Qu'est-ce qui a motivé la décision de lancer cette année votre maison d'édition, Les Livres du futur ?

Depuis de nombreuses années, je participe à l'élaboration de mes livres. Outre le scénario et le dessin, je fais la maquette, je choisis le papier, la forme du livre, je vais chez l'imprimeur. Je suis amoureux de l'objet livre. Mes dernières bandes dessinées ont eu beaucoup de succès, donc j'ai la chance de pouvoir me permettre de tenter le coup. C'est aussi l'occasion de découvrir quelque chose de nouveau et, comme je deviens de plus en plus maniaque avec l'âge, de pousser le contrôle encore plus loin, d'être encore plus indépendant, encore plus libre. J'ai envie de faire des livres qui me ressemblent, qui ne soient qu'à moi. Mais mon obsession, c'est d'abord et toujours d'essayer de faire un bon livre.

 


Vous n'êtes pas le premier auteur de bande dessinée qui se lance dans cette aventure...

En bande dessinée, c'est une tradition plus répandue qu'en littérature. Mon modèle, c'est Claire Bretécher qui s'est éditée pendant très longtemps. Mais on peut rappeler aussi que Fluide Glacial a été fondé par des auteurs, tout comme L'Association, Métal Hurlant ou encore les Éditions Albert-René, par Uderzo...

Le suivi de fabrication, vous l'avez fait dans toutes les maisons d'édition où vous avez publié ?

C'est toujours le cas chez Allary où je vais faire le tome 6 de L'Arabe du futur. J'ai toujours aimé ça, et chez Allary c'est devenu encore plus présent. Cela étant, certains éditeurs ont des impératifs de collection. Par exemple, chez Fluide Glacial, je n'aurais jamais eu envie de changer leurs petits albums cartonnés. J'étais trop fier et heureux d'être dans cette collection aux côtés d'Édika, Binet ou Goossens.

Le travail d'éditeur, c'est aussi apporter un regard critique pour encore améliorer le livre. Peut-on avoir assez de recul pour être son propre éditeur ?

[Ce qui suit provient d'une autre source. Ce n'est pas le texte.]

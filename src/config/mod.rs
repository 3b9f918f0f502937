pub mod settings;

use serde::Deserialize;
use settings::Settings;
use std::path::Path;

/// 写真として扱う画像の最小幅・最小高さ（ピクセル）。これ未満はアイコンや装飾とみなす。
pub const MIN_IMAGE_DIMENSION: u32 = 50;

/// FlateDecode画像の最大ピクセル数。展開前にこの上限で候補を除外する。
pub const MAX_PIXEL_AREA: u64 = 8_000_000;

/// JPEG候補の最小バイト長。これ未満はサムネイルやロゴとみなす。
pub const MIN_JPEG_BYTES: usize = 2048;

/// DCTDecodeストリームの最大バイト長 (20 MiB)。
pub const MAX_JPEG_BYTES: usize = 20 * 1024 * 1024;

/// `<<` から対応する `>>` を探す先読み窓のバイト数。
pub const DICTIONARY_WINDOW: usize = 4096;

/// 各抽出戦略に渡す閾値の組。
///
/// グローバル状態は持たず、呼び出しごとに値として渡す。
/// `settings.yaml` では省略した項目がデフォルト値になる。
#[derive(Debug, Clone, Copy, PartialEq, Eq, Deserialize)]
#[serde(default)]
pub struct ExtractionLimits {
    pub min_dimension: u32,
    pub max_pixel_area: u64,
    pub min_jpeg_bytes: usize,
    pub max_jpeg_bytes: usize,
    pub dictionary_window: usize,
}

impl Default for ExtractionLimits {
    fn default() -> Self {
        ExtractionLimits {
            min_dimension: MIN_IMAGE_DIMENSION,
            max_pixel_area: MAX_PIXEL_AREA,
            min_jpeg_bytes: MIN_JPEG_BYTES,
            max_jpeg_bytes: MAX_JPEG_BYTES,
            dictionary_window: DICTIONARY_WINDOW,
        }
    }
}

/// 入力ファイルのパスからsettings.yamlを自動検出して読み込む。
///
/// 入力ファイルと同じディレクトリに `settings.yaml` が存在すれば読み込み、
/// 存在しなければデフォルト設定を返す。
pub fn load_settings_for_input(input_path: &Path) -> crate::error::Result<Settings> {
    let dir = input_path
        .parent()
        .ok_or_else(|| crate::error::PhotoError::config("Cannot determine input file directory"))?;

    let settings_path = dir.join("settings.yaml");

    if settings_path.exists() {
        Settings::from_file(&settings_path)
    } else {
        Ok(Settings::default())
    }
}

Ça dépend des personnalités... Moi, je n'ai jamais sorti un livre sans le faire lire à au moins dix personnes de confiance, des copains dessinateurs qui sont sans pitié. Je peux par exemple citer Émile Bravo, mon grand maître et ami. Je ne fais rien sans avoir eu son opinion. Il n'est pas du genre à faire des compliments gratuits. Depuis quinze ans, je n'ai pas publié un livre sans qu'il ne l'ait lu auparavant ! Il faut faire attention à son ego et être capable d'écouter les avis critiques. Petit, j'avais lu une anecdote selon laquelle Saint-Exupéry faisait lire ses textes à son coiffeur et tenait compte de son avis ; je trouvais ça totalement génial.

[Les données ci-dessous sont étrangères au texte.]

// 抽出戦略の順次実行と、結果の data URL / JSON ペイロード表現

use base64::Engine;
use base64::engine::general_purpose::STANDARD;
use serde::Serialize;
use tracing::{info, warn};

use crate::config::ExtractionLimits;
use crate::pdf::dct::extract_dct_stream;
use crate::pdf::flate::extract_flate_image;
use crate::pdf::scan::scan_jpeg_markers;
use crate::png::encode_png;

pub const MIME_PNG: &str = "image/png";
pub const MIME_JPEG: &str = "image/jpeg";

/// 写真がどの経路で見つかったか。
#[derive(Debug, Clone, Copy, PartialEq, Eq, Serialize)]
#[serde(rename_all = "snake_case")]
pub enum PhotoSource {
    /// FlateDecode画像を展開してPNGに変換した。
    Flate,
    /// DCTDecodeストリームをそのまま取り出した。
    Dct,
    /// JPEGマーカーの直接走査で見つけた。
    BinaryScan,
    /// DOCXパッケージに埋め込まれた最初の画像。
    Docx,
}

/// 抽出された写真。
#[derive(Debug, Clone, PartialEq, Eq)]
pub struct ExtractedPhoto {
    pub mime_type: String,
    pub data: Vec<u8>,
    pub source: PhotoSource,
}

/// 呼び出し側へ返す `{ mimeType, data }` 形式のペイロード。
#[derive(Debug, Clone, PartialEq, Eq, Serialize)]
#[serde(rename_all = "camelCase")]
pub struct PhotoPayload {
    pub mime_type: String,
    /// base64エンコード済みの画像データ。
    pub data: String,
}

impl ExtractedPhoto {
    pub fn new(mime_type: impl Into<String>, data: Vec<u8>, source: PhotoSource) -> Self {
        Self {
            mime_type: mime_type.into(),
            data,
            source,
        }
    }

    pub fn base64(&self) -> String {
        STANDARD.encode(&self.data)
    }

    /// `data:<mime>;base64,<payload>` 形式の文字列を返す。
    pub fn to_data_url(&self) -> String {
        format!("data:{};base64,{}", self.mime_type, self.base64())
    }

    pub fn payload(&self) -> PhotoPayload {
        PhotoPayload {
            mime_type: self.mime_type.clone(),
            data: self.base64(),
        }
    }

    /// 出力ファイルに使う拡張子。未知のMIMEタイプは `bin`。
    pub fn file_extension(&self) -> &str {
        match self.mime_type.as_str() {
            MIME_PNG => "png",
            MIME_JPEG => "jpg",
            other => mime_guess::get_mime_extensions_str(other)
                .and_then(|exts| exts.first().copied())
                .unwrap_or("bin"),
        }
    }
}

/// PDF抽出の戦略。構造への依存が強い順に並ぶ。
#[derive(Debug, Clone, Copy, PartialEq, Eq)]
pub enum Strategy {
    Flate,
    Dct,
    BinaryScan,
}

impl Strategy {
    /// 実行順。
    pub const ORDER: [Strategy; 3] = [Strategy::Flate, Strategy::Dct, Strategy::BinaryScan];
}

/// PDFから埋め込み写真を取り出す。
///
/// 状態を持たない純粋関数の集まりで、アップロードごとに独立して呼び出せる。
#[derive(Debug, Clone, Copy, Default)]
pub struct PhotoExtractor {
    limits: ExtractionLimits,
}

impl PhotoExtractor {
    pub fn new(limits: ExtractionLimits) -> Self {
        Self { limits }
    }

    /// 戦略を順に試し、最初に見つかった写真を返す。見つからなければ `None`。
    ///
    /// 各戦略は1回だけ実行され、後戻りはしない。
    pub fn extract_pdf(&self, data: &[u8]) -> Option<ExtractedPhoto> {
        let found = Strategy::ORDER
            .iter()
            .find_map(|&strategy| self.run_strategy(strategy, data));

        match &found {
            Some(photo) => info!(
                source = ?photo.source,
                mime = %photo.mime_type,
                bytes = photo.data.len(),
                "PDF photo extracted"
            ),
            None => info!("PDF: no embedded photo found"),
        }
        found
    }

    /// 1つの戦略を実行する。
    pub fn run_strategy(&self, strategy: Strategy, data: &[u8]) -> Option<ExtractedPhoto> {
        match strategy {
            Strategy::Flate => {
                let image = extract_flate_image(data, &self.limits)?;
                match encode_png(image.width, image.height, image.color, &image.pixels) {
                    Ok(png) => {
                        info!(
                            width = image.width,
                            height = image.height,
                            pixels = image.pixel_count(),
                            "FlateDecode image converted to PNG"
                        );
                        Some(ExtractedPhoto::new(MIME_PNG, png, PhotoSource::Flate))
                    }
                    Err(e) => {
                        warn!("FlateDecode image could not be encoded: {e}");
                        None
                    }
                }
            }
            Strategy::Dct => extract_dct_stream(data, &self.limits)
                .map(|jpeg| ExtractedPhoto::new(MIME_JPEG, jpeg.to_vec(), PhotoSource::Dct)),
            Strategy::BinaryScan => scan_jpeg_markers(data, &self.limits).map(|jpeg| {
                ExtractedPhoto::new(MIME_JPEG, jpeg.to_vec(), PhotoSource::BinaryScan)
            }),
        }
    }
}

/// 既定の閾値でPDFから写真を取り出す。
pub fn extract_pdf_photo(data: &[u8]) -> Option<ExtractedPhoto> {
    PhotoExtractor::default().extract_pdf(data)
}

#[cfg(test)]
mod tests {
    use super::*;

    #[test]
    fn test_data_url_format() {
        let photo = ExtractedPhoto::new(MIME_JPEG, vec![0xFF, 0xD8, 0xFF], PhotoSource::Dct);
        assert_eq!(photo.to_data_url(), "data:image/jpeg;base64,/9j/");
    }

    #[test]
    fn test_payload_serializes_camel_case() {
        let photo = ExtractedPhoto::new(MIME_PNG, b"abc".to_vec(), PhotoSource::Flate);
        let json = serde_json::to_string(&photo.payload()).expect("serialize");
        assert_eq!(json, r#"{"mimeType":"image/png","data":"YWJj"}"#);
    }

    #[test]
    fn test_file_extension() {
        let png = ExtractedPhoto::new(MIME_PNG, vec![], PhotoSource::Flate);
        let jpeg = ExtractedPhoto::new(MIME_JPEG, vec![], PhotoSource::Dct);
        let unknown = ExtractedPhoto::new("application/x-unknown-thing", vec![], PhotoSource::Docx);
        assert_eq!(png.file_extension(), "png");
        assert_eq!(jpeg.file_extension(), "jpg");
        assert_eq!(unknown.file_extension(), "bin");
    }

    #[test]
    fn test_empty_document_not_found() {
        assert!(extract_pdf_photo(b"").is_none());
        assert!(extract_pdf_photo(b"%PDF-1.4\n%%EOF\n").is_none());
    }
}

Le jeune acteur. Aventures de Vincent Lacoste au cinéma.- Photo © LES LIVRES DU FUTUR

Avez-vous constitué une équipe au sein des Livres du futur ?

J'ai des collaboratrices et des assistants qui travaillent avec moi depuis longtemps. Ma correctrice, Jeanne Zoé Lecorche, est géniale, elle a un esprit d'analyse exceptionnel. Je travaille avec elle depuis six ans. La distribution sera assurée par Interforum, par les mêmes équipes que pour L'Arabe du futur, que je connais très bien.

Quelle est la spécificité du Jeune acteur qui justifie que le livre soit publié dans une nouvelle maison d'édition ?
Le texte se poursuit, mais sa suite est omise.